Data for this exercise
══════════════════════════════

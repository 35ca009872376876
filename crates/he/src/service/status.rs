//! Service status and the self-test behind it.

use crate::service::HeService;
use crate::{Result, Scheme};
use chrono::{DateTime, Utc};
use he_traits::{HeDecrypter, HeEncrypter, HeEvaluator, HeMultiplier};
use log::{error, info};
use num_bigint::BigUint;
use num_traits::ToPrimitive;
use serde::Serialize;

/// Test vectors for the CKKS self-test, with the expected results of the
/// plaintext operations.
#[derive(Debug, Clone, PartialEq, Serialize)]
#[serde(rename_all = "camelCase")]
pub struct CkksTestVector {
    /// Values to encrypt.
    pub test_data: Vec<f64>,
    /// The values added to themselves.
    pub expected_add: Vec<f64>,
    /// The values multiplied by themselves.
    pub expected_mul: Vec<f64>,
}

/// Test vectors for the BFV self-test, with the expected results of the
/// plaintext operations.
#[derive(Debug, Clone, PartialEq, Eq, Serialize)]
#[serde(rename_all = "camelCase")]
pub struct BfvTestVector {
    /// Values to encrypt.
    pub test_data: Vec<u64>,
    /// The values added to themselves.
    pub expected_add: Vec<u64>,
    /// The values multiplied by themselves.
    pub expected_mul: Vec<u64>,
}

/// Test vectors for the Paillier self-test.
#[derive(Debug, Clone, PartialEq, Eq, Serialize)]
#[serde(rename_all = "camelCase")]
pub struct PaillierTestVector {
    /// Values to encrypt.
    pub test_data: Vec<u64>,
    /// The sum of the values.
    pub expected_add: u64,
    /// Scalar by which each value is multiplied.
    pub scalar: u64,
    /// The values multiplied by the scalar.
    pub expected_mul: Vec<u64>,
}

/// The fixed vectors exercised by the self-test.
#[derive(Debug, Clone, PartialEq, Serialize)]
pub struct TestVectors {
    /// Paillier vectors.
    pub paillier: PaillierTestVector,
    /// CKKS vectors.
    pub ckks: CkksTestVector,
    /// BFV vectors.
    pub bfv: BfvTestVector,
}

impl Default for TestVectors {
    fn default() -> Self {
        Self {
            paillier: PaillierTestVector {
                test_data: vec![10, 5],
                expected_add: 15,
                scalar: 3,
                expected_mul: vec![30, 15],
            },
            ckks: CkksTestVector {
                test_data: vec![1.5, 2.3, 3.7, 4.1],
                expected_add: vec![3.0, 4.6, 7.4, 8.2],
                expected_mul: vec![2.25, 5.29, 13.69, 16.81],
            },
            bfv: BfvTestVector {
                test_data: vec![5, 7, 11],
                expected_add: vec![10, 14, 22],
                expected_mul: vec![25, 49, 121],
            },
        }
    }
}

/// Whether the service is usable.
#[derive(Debug, Clone, Copy, PartialEq, Eq, Serialize)]
#[serde(rename_all = "lowercase")]
pub enum StatusKind {
    /// Keys are available.
    Operational,
    /// The service cannot serve requests.
    Error,
}

/// Status of the service.
#[derive(Debug, Clone, PartialEq, Eq, Serialize)]
#[serde(rename_all = "camelCase")]
pub struct ServiceStatus {
    /// Whether the service is usable.
    pub status: StatusKind,
    /// The supported schemes.
    pub schemes: Vec<Scheme>,
    /// Whether every self-test round trip succeeded.
    pub validation: bool,
    /// Why the service is not usable.
    #[serde(skip_serializing_if = "Option::is_none")]
    pub error: Option<String>,
    /// When the status was computed.
    pub timestamp: DateTime<Utc>,
}

impl HeService {
    /// Returns the status of the service. The self-test runs only when the
    /// Paillier keys are available; `validation` is true when every round
    /// trip of the self-test succeeds.
    pub fn status(&self) -> ServiceStatus {
        let timestamp = Utc::now();
        if let Err(e) = self.paillier.key_pair() {
            error!("Status check failed: {e}");
            return ServiceStatus {
                status: StatusKind::Error,
                schemes: Scheme::ALL.to_vec(),
                validation: false,
                error: Some(e.to_string()),
                timestamp,
            };
        }
        let validation = self.self_test(&TestVectors::default()).unwrap_or_else(|e| {
            error!("Encryption validation failed: {e}");
            false
        });
        info!("Self-test {}", if validation { "passed" } else { "failed" });
        ServiceStatus {
            status: StatusKind::Operational,
            schemes: Scheme::ALL.to_vec(),
            validation,
            error: None,
            timestamp,
        }
    }

    /// Runs the round trips of every scheme on `vectors`.
    pub fn self_test(&self, vectors: &TestVectors) -> Result<bool> {
        Ok(self.paillier_self_test(&vectors.paillier)?
            && self.ckks_self_test(&vectors.ckks)?
            && self.bfv_self_test(&vectors.bfv)?)
    }

    fn paillier_self_test(&self, v: &PaillierTestVector) -> Result<bool> {
        let data = v.test_data.iter().map(|x| BigUint::from(*x)).collect::<Vec<_>>();
        let mut encrypted = Vec::with_capacity(data.len());
        for m in &data {
            let ct = self.paillier.try_encrypt(m)?;
            let decrypted: BigUint = self.paillier.try_decrypt(&ct)?;
            if &decrypted != m {
                return Ok(false);
            }
            encrypted.push(ct);
        }

        if let Some((first, rest)) = encrypted.split_first() {
            let mut sum = first.clone();
            for ct in rest {
                sum = self.paillier.try_add(&sum, ct)?;
            }
            if self.paillier.try_decrypt(&sum)? != BigUint::from(v.expected_add) {
                return Ok(false);
            }
        }

        let k = BigUint::from(v.scalar);
        for (ct, expected) in encrypted.iter().zip(&v.expected_mul) {
            let product = self.paillier.try_mul(ct, &k)?;
            if self.paillier.try_decrypt(&product)? != BigUint::from(*expected) {
                return Ok(false);
            }
        }
        Ok(true)
    }

    fn ckks_self_test(&self, v: &CkksTestVector) -> Result<bool> {
        let ct = self.ckks.try_encrypt(v.test_data.as_slice())?;
        let decrypted = self.ckks.try_decrypt(&ct)?;
        let tolerance = self
            .ckks
            .parameters()
            .scaling_factor()
            .to_f64()
            .map_or(0.0, f64::recip);
        Ok(decrypted.len() == v.test_data.len()
            && decrypted
                .iter()
                .zip(&v.test_data)
                .all(|(x, y)| (x - y).abs() <= tolerance))
    }

    fn bfv_self_test(&self, v: &BfvTestVector) -> Result<bool> {
        let data = v.test_data.iter().map(|x| BigUint::from(*x)).collect::<Vec<_>>();
        let ct = self.bfv.try_encrypt(data.as_slice())?;
        let decrypted = self.bfv.try_decrypt(&ct)?;
        Ok(decrypted.len() >= data.len()
            && decrypted[..data.len()] == data[..]
            && decrypted[data.len()..].iter().all(|x| x == &BigUint::default()))
    }
}
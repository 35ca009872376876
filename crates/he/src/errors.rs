use thiserror::Error;

/// The Result type for this library.
pub type Result<T> = std::result::Result<T, Error>;

/// Enum encapsulating all the possible errors from this library.
#[derive(Debug, Error, PartialEq, Eq)]
pub enum Error {
    /// Indicates that no key material is available yet.
    #[error("Homomorphic encryption keys not initialized")]
    NotInitialized,

    /// Indicates that a key pair could not be generated.
    #[error("Key generation failed: {0}")]
    KeyGeneration(String),

    /// Indicates that a value could not be encrypted.
    #[error("Encryption failed: {0}")]
    Encryption(String),

    /// Indicates that a ciphertext could not be decrypted.
    #[error("Decryption failed: {0}")]
    Decryption(String),

    /// Indicates that a homomorphic operation could not be evaluated.
    #[error("Homomorphic evaluation failed: {0}")]
    Evaluation(String),

    /// Indicates a mismatch between the schemes of the operands.
    #[error("Scheme mismatch: found {0}, expected {1}")]
    SchemeMismatch(String, String),

    /// Indicates that the scheme is not supported.
    #[error("Does not support {0} scheme")]
    UnsupportedScheme(String),

    /// Indicates that an error from the underlying mathematical library was
    /// encountered.
    #[error("{0}")]
    MathError(he_math::Error),

    /// Indicates a parameter error.
    #[error("{0}")]
    ParametersError(ParametersError),

    /// Indicates a serialization error.
    #[error("Serialization error: {0}")]
    SerializationError(String),
}

impl From<he_math::Error> for Error {
    fn from(e: he_math::Error) -> Self {
        Error::MathError(e)
    }
}

impl From<ParametersError> for Error {
    fn from(e: ParametersError) -> Self {
        Error::ParametersError(e)
    }
}

/// Separate enum to indicate parameters-related errors.
#[derive(Debug, Error, PartialEq, Eq)]
pub enum ParametersError {
    /// Indicates that the modulus size is invalid.
    #[error("Invalid modulus size: {0}, expected an even integer between {1} and {2}")]
    InvalidModulusSize(usize, usize, usize),

    /// Indicates that the degree is invalid.
    #[error("Invalid degree: {0} is not a power of 2 larger than 8")]
    InvalidDegree(usize),

    /// Indicates that no ciphertext modulus was specified.
    #[error("At least one coefficient modulus is required")]
    NoModulus,

    /// Indicates that the scaling factor is invalid.
    #[error("Invalid scaling factor: {0}")]
    InvalidScalingFactor(String),
}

══════════════════════════════

Exercise description
All lines above with "type" in them should be returned.

The answer
/// The Result type for this library.
pub type Result<T> = std::result::Result<T, Error>;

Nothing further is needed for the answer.